The setting marks a departure for Fargo in a couple of respects, bringing the action south and moving it to a major city. But Kansas City, as depicted here, feels like one of the previous season’s Minnesota towns, just writ a bit larger. And the characters — mostly colorful, Coen-y, talkative types with memorable names, a gift for sharp lines, and a propensity for violence — fit nicely beside their predecessors. So does Ethelrida, a character sharper than most of those around her who rarely gets the credit or attention she deserves. Even without a badge, she fits the tradition of Marge Gunderson and Molly Solverson. Though just a kid, she’s clearly wise beyond her years.
She has to be to survive. The daughter of Thurman (Andrew Bird) and Dibrell Smutney (Anji White), a mixed-race couple who own the King of Tears mortuary, she’s had to learn to navigate a post-war Kansas City that doesn’t try to hide its racism. Her parents have worked out a system: Dibrell handles the funerals for Black customers and Thurman takes the white ones. But Ethelrida has to face prejudice head-on at her high school, an institution filled with Black students and white authority figures where she meets only punishment — sometimes corporal punishment — for being, in her words, “a student of exceptional virtue and high achievement.”

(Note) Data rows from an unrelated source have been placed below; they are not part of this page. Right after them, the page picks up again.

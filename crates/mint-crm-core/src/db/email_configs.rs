// Copyright (C) 2025 MINT CRM contributors
// SPDX-License-Identifier: AGPL-3.0-or-later
//! Per-user SMTP/IMAP settings. Each user owns at most one row.

use sqlx::PgPool;

use crate::models::{UserEmailConfig, UserEmailConfigInput};

/// Create the caller's config, or update it in place when one exists.
pub async fn upsert_config(
    pool: &PgPool,
    user_id: i64,
    input: &UserEmailConfigInput,
) -> Result<UserEmailConfig, sqlx::Error> {
    let defaults = input.provider.unwrap_or_default().defaults();
    sqlx::query_as::<_, UserEmailConfig>(
        r#"
        INSERT INTO user_email_configs (
            user_id, email_address, display_name, provider, smtp_host, smtp_port,
            smtp_username, smtp_password, smtp_use_tls, smtp_use_ssl, imap_host,
            imap_port, imap_username, imap_password, imap_use_ssl, is_active
        ) VALUES (
            $1, COALESCE($2, ''), COALESCE($3, ''), COALESCE($4, 'custom'),
            COALESCE($5, $17), COALESCE($6, 587), COALESCE($7, ''), COALESCE($8, ''),
            COALESCE($9, TRUE), COALESCE($10, FALSE), COALESCE($11, $18),
            COALESCE($12, 993), COALESCE($13, ''), COALESCE($14, ''),
            COALESCE($15, TRUE), COALESCE($16, TRUE)
        )
        ON CONFLICT (user_id) DO UPDATE SET
            email_address = COALESCE($2, user_email_configs.email_address),
            display_name = COALESCE($3, user_email_configs.display_name),
            provider = COALESCE($4, user_email_configs.provider),
            smtp_host = COALESCE($5, user_email_configs.smtp_host),
            smtp_port = COALESCE($6, user_email_configs.smtp_port),
            smtp_username = COALESCE($7, user_email_configs.smtp_username),
            smtp_password = COALESCE($8, user_email_configs.smtp_password),
            smtp_use_tls = COALESCE($9, user_email_configs.smtp_use_tls),
            smtp_use_ssl = COALESCE($10, user_email_configs.smtp_use_ssl),
            imap_host = COALESCE($11, user_email_configs.imap_host),
            imap_port = COALESCE($12, user_email_configs.imap_port),
            imap_username = COALESCE($13, user_email_configs.imap_username),
            imap_password = COALESCE($14, user_email_configs.imap_password),
            imap_use_ssl = COALESCE($15, user_email_configs.imap_use_ssl),
            is_active = COALESCE($16, user_email_configs.is_active),
            is_verified = FALSE,
            updated_at = NOW()
        RETURNING *
        "#,
    )
    .bind(user_id)
    .bind(&input.email_address)
    .bind(&input.display_name)
    .bind(input.provider.map(|p| p.as_str()))
    .bind(&input.smtp_host)
    .bind(input.smtp_port)
    .bind(&input.smtp_username)
    .bind(&input.smtp_password)
    .bind(input.smtp_use_tls)
    .bind(input.smtp_use_ssl)
    .bind(&input.imap_host)
    .bind(input.imap_port)
    .bind(&input.imap_username)
    .bind(&input.imap_password)
    .bind(input.imap_use_ssl)
    .bind(input.is_active)
    .bind(defaults.smtp_host)
    .bind(defaults.imap_host)
    .fetch_one(pool)
    .await
}

pub async fn get_config(pool: &PgPool, id: i64) -> Result<Option<UserEmailConfig>, sqlx::Error> {
    sqlx::query_as::<_, UserEmailConfig>("SELECT * FROM user_email_configs WHERE id = $1")
        .bind(id)
        .fetch_optional(pool)
        .await
}

pub async fn get_config_for_user(
    pool: &PgPool,
    user_id: i64,
) -> Result<Option<UserEmailConfig>, sqlx::Error> {
    sqlx::query_as::<_, UserEmailConfig>("SELECT * FROM user_email_configs WHERE user_id = $1")
        .bind(user_id)
        .fetch_optional(pool)
        .await
}

/// The user's config when it is usable for sending.
pub async fn get_sending_config(
    pool: &PgPool,
    user_id: i64,
) -> Result<Option<UserEmailConfig>, sqlx::Error> {
    sqlx::query_as::<_, UserEmailConfig>(
        "SELECT * FROM user_email_configs WHERE user_id = $1 AND is_active AND is_verified",
    )
    .bind(user_id)
    .fetch_optional(pool)
    .await
}

pub async fn set_verified(
    pool: &PgPool,
    id: i64,
    verified: bool,
) -> Result<Option<UserEmailConfig>, sqlx::Error> {
    sqlx::query_as::<_, UserEmailConfig>(
        r#"
        UPDATE user_email_configs SET is_verified = $2, updated_at = NOW()
        WHERE id = $1
        RETURNING *
        "#,
    )
    .bind(id)
    .bind(verified)
    .fetch_optional(pool)
    .await
}

pub async fn delete_config(pool: &PgPool, id: i64) -> Result<bool, sqlx::Error> {
    let result = sqlx::query("DELETE FROM user_email_configs WHERE id = $1")
        .bind(id)
        .execute(pool)
        .await?;
    Ok(result.rows_affected() > 0)
}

She’s certainly a diligent student of history, though parts of this episode’s expository wind-up feel like they need a scorecard to keep track of who’s who, even with Ethelrida’s narration. The short version: for decades, Joplin’s department store has served as the center of the city’s underworld activities, even as different factions have taken over. At the turn of the century it belongs to the Jewish Moskowitz Syndicate who, in 1920, see their primacy threatened by the arrival of the Irish Milligan Concern. To keep the peace, the heads of the Moskowitz and Milligan families exchange sons, but the Moskowitzes meet their downfall when the Milligan in their midst — who will pick up the name Rabbi during his time with Moskowitzes — opens the doors to an Irish invasion, during which Rabbi’s father traumatizes him by forcing him to commit murder. Despite this result, the Milligans agree to a similar arrangement in 1934, with the on-the-rise Italian Fadda Family. Only this time, it’s their own son they send in the exchange, Rabbi, who turns traitor. Now in cahoots with the Faddas and his Irish/Italian exchange partner Josto Fadda, he helped organize a raid on the Milligans, killing his father during the ensuing gunfight, and paving the way for 15 uninterrupted years of Fadda rule.
It may not be built to last. “Whoever was the last off the boat, finding the doors of honest capital closed, rolled up their sleeves and got to work getting rich the old fashioned way,” Ethelrida notes. Expanding on that thought a bit later, she observes, “Here’s the thing about America: The minute you relax and fatten up, somebody hungry is going to come along, looking for a piece of your pie.” And by 1949, the Faddas have found their piece of the pie in jeopardy thanks to the ascent of The Cannon Limited, a Black crime syndicate headed by Loy Cannon (Chris Rock). Not fearing history will repeat itself, or maybe hoping it will again favor them over their rivals, the Faddas agree to another son exchange. They send Zero Fadda (Jameson Braccioforte) to the Foys with the instruction to keep his eyes open, and take the reluctant Satchel Foy (Rodney Jones) into their home. One year later, the peace still holds, if barely.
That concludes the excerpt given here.